• _DESCRIPTION OF THE TASK_: How many lines in these entries contain the string "PathBuf"? Reply with the number alone.

• _DATA FOR THE TASK_:
--------------------------------------------------
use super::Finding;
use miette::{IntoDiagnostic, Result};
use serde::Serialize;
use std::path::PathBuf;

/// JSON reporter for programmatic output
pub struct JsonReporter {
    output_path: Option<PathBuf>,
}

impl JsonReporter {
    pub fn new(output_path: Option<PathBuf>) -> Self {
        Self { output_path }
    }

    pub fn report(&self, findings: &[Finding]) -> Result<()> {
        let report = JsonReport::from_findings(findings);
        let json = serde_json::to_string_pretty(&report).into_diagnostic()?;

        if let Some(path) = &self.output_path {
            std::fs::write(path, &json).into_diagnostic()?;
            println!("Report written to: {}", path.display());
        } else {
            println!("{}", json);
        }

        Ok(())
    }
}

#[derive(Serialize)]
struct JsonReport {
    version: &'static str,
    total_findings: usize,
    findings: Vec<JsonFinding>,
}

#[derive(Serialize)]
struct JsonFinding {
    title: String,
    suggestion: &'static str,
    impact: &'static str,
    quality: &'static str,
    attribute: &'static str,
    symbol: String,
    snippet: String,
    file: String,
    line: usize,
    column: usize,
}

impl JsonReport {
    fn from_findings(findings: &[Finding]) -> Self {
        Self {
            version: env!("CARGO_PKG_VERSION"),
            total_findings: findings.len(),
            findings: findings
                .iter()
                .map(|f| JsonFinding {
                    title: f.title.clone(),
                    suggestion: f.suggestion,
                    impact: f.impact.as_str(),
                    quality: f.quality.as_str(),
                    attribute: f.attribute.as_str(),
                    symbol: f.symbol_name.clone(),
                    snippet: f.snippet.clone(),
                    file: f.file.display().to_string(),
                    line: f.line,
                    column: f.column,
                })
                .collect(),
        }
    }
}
--------------------------------------------------
• _RESPONSE AREA_: 3